Same here – AFAIK it was supposed to be a solution to some borrowck limitations, but it turned out to be immensely useful even when traditional control flow would pass borrowck.

Doing an elevator pitch is tricky because there are so many good things to mention. It's definitely contingent on the audience though.

I did one at work intended to generate interest in Rust for mostly Java and C# developers by showing zero cost abstractions for iterators: the lack of these in C# and Java can be super surprising.

If you're curious, the video is here: Rust: Zero Cost Abstractions - YouTube -- I filled it out a bit with some SIMD goodies when I presented it again for the Rust Dublin meetup. Somehow it got picked up by Coding Tech and seems to be a lot more popular than I would have imagined. And more admin/pain than expected too, due to some of the usual trolling in the comments.

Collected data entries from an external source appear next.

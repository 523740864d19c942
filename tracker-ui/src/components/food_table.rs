//! Food List Component

use leptos::*;
use nutrition_tracker::tracker::Action;

use crate::state::use_global_state;

/// Entry table with per-row Edit and a Clear All action
#[component]
pub fn FoodTable() -> impl IntoView {
    let state = use_global_state();
    let app = state.app;

    let state_for_clear = state.clone();
    let on_clear = move |_| state_for_clear.dispatch(Action::ClearAll);

    view! {
        <div class="flex justify-between items-center mb-4">
            <h2 class="text-2xl font-semibold">"Food List"</h2>
            <button
                on:click=on_clear
                class="bg-red-500 text-white px-4 py-2 rounded hover:bg-red-600"
            >
                "Clear All"
            </button>
        </div>

        <div class="overflow-x-auto mb-6">
            <table class="w-full text-left border-collapse">
                <thead>
                    <tr class="bg-gray-200">
                        <th class="p-2 border">"Food"</th>
                        <th class="p-2 border">"Calories"</th>
                        <th class="p-2 border">"Proteins"</th>
                        <th class="p-2 border">"Actions"</th>
                    </tr>
                </thead>
                <tbody>
                    // Rows are rebuilt on every change; an update keeps the
                    // entry id, so keyed diffing would miss new totals
                    {move || {
                        app.with(|s| s.foods.clone())
                            .into_iter()
                            .enumerate()
                            .map(|(index, food)| {
                                let state = state.clone();
                                view! {
                                    <tr class="border-t">
                                        <td class="p-2 border">{food.name}</td>
                                        <td class="p-2 border">{format!("{:.2}", food.total_calories)}</td>
                                        <td class="p-2 border">{format!("{:.2}", food.total_proteins)}</td>
                                        <td class="p-2 border">
                                            <button
                                                on:click=move |_| state.dispatch(Action::Edit(index))
                                                class="text-blue-500 hover:underline"
                                            >
                                                "Edit"
                                            </button>
                                        </td>
                                    </tr>
                                }
                            })
                            .collect_view()
                    }}
                </tbody>
            </table>
        </div>
    }
}
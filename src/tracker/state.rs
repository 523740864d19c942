//! Application state and the reducer that drives it
//!
//! Every user interaction is an [`Action`]. [`reduce`] consumes the current
//! [`AppState`] and returns the next one together with the persistence
//! [`Effect`] the caller must run. The reducer itself never touches storage.
//!
//! ```text
//!            edit(i)
//!   Idle ──────────────▶ Editing(i)
//!    ▲                      │
//!    └── submit / reset ────┘
//! ```

use uuid::Uuid;

use super::parse::parse_number;
use super::types::{Field, FoodEntry, FormDraft, Requirements};

/// Everything the tracker holds between events
#[derive(Debug, Clone, Default, PartialEq)]
pub struct AppState {
    pub requirements: Requirements,
    pub draft: FormDraft,
    pub foods: Vec<FoodEntry>,
    /// Index of the entry being edited, if any
    pub edit_cursor: Option<usize>,
}

impl AppState {
    /// Fresh state over an already-loaded food list
    pub fn new(requirements: Requirements, foods: Vec<FoodEntry>) -> Self {
        Self {
            requirements,
            draft: FormDraft::default(),
            foods,
            edit_cursor: None,
        }
    }

    pub fn mode(&self) -> Mode {
        match self.edit_cursor {
            Some(index) => Mode::Editing(index),
            None => Mode::Idle,
        }
    }

    /// Label for the form's submit button
    pub fn submit_label(&self) -> &'static str {
        match self.mode() {
            Mode::Idle => "Add Entry",
            Mode::Editing(_) => "Update Entry",
        }
    }

    fn reset_form(&mut self) {
        self.draft = FormDraft::default();
        self.edit_cursor = None;
    }
}

/// Whether the form is creating a new entry or rewriting an existing one
#[derive(Debug, Clone, Copy, PartialEq, Eq)]
pub enum Mode {
    Idle,
    Editing(usize),
}

/// A user interaction
#[derive(Debug, Clone, PartialEq)]
pub enum Action {
    /// An input changed
    FieldChanged { field: Field, value: String },
    /// Commit the draft as a new or updated entry
    Submit,
    /// Load the entry at this index into the form
    Edit(usize),
    /// Clear the form and leave editing mode
    Reset,
    /// Drop every entry and purge the store
    ClearAll,
}

/// Persistence work the caller must carry out after a transition
#[derive(Debug, Clone, Copy, PartialEq, Eq)]
pub enum Effect {
    None,
    /// Overwrite the stored list with `state.foods`
    SaveFoods,
    /// Delete the stored list
    PurgeStore,
}

/// Result of applying one action
#[derive(Debug, Clone, PartialEq)]
pub struct Transition {
    pub state: AppState,
    pub effect: Effect,
}

impl Transition {
    fn unchanged(state: AppState) -> Self {
        Self {
            state,
            effect: Effect::None,
        }
    }
}

/// Apply `action` to `state`
pub fn reduce(mut state: AppState, action: Action) -> Transition {
    match action {
        Action::FieldChanged { field, value } => {
            apply_field(&mut state, field, value);
            Transition::unchanged(state)
        }

        Action::Submit => {
            if state.draft.is_incomplete() {
                tracing::debug!("Submit ignored: form has empty fields");
                return Transition::unchanged(state);
            }

            match state.edit_cursor.filter(|&i| i < state.foods.len()) {
                Some(index) => {
                    // Updating keeps the entry's identity
                    let id = state.foods[index].id;
                    state.foods[index] = state.draft.to_entry(id);
                    tracing::debug!("Updated entry {} at index {}", id, index);
                }
                None => {
                    let entry = state.draft.to_entry(Uuid::new_v4());
                    tracing::debug!("Added entry {} ({})", entry.id, entry.name);
                    state.foods.push(entry);
                }
            }

            state.reset_form();
            Transition {
                state,
                effect: Effect::SaveFoods,
            }
        }

        Action::Edit(index) => {
            match state.foods.get(index) {
                Some(entry) => {
                    state.draft = FormDraft::from_entry(entry);
                    state.edit_cursor = Some(index);
                }
                None => {
                    tracing::debug!("Edit ignored: no entry at index {}", index);
                }
            }
            Transition::unchanged(state)
        }

        Action::Reset => {
            state.reset_form();
            Transition::unchanged(state)
        }

        Action::ClearAll => {
            state.foods.clear();
            state.reset_form();
            Transition {
                state,
                effect: Effect::PurgeStore,
            }
        }
    }
}

fn apply_field(state: &mut AppState, field: Field, value: String) {
    match field {
        Field::CalorieReq => state.requirements.calorie_req = parse_number(&value),
        Field::ProteinReq => state.requirements.protein_req = parse_number(&value),
        Field::Name => state.draft.name = value,
        Field::Amount => state.draft.amount = value,
        Field::CaloriesPerGm => state.draft.calories_per_gm = value,
        Field::ProteinsPerGm => state.draft.proteins_per_gm = value,
    }
}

Anyway, at work, I did a few follow up sessions for those interested. Some our devs use Scala and have experience with Haskell, so they really "get" the ADTs, option/result, strong type system, etc. They're quite keen on the derive macros too, especially for serde.

Interest faded a bit because I got really snowed in with some major deadlines, so I need to figure out what to do next: maybe we'll try building something small. I'm not exactly sure what though - I don't want to throw people in the deep end with async challenges immediately.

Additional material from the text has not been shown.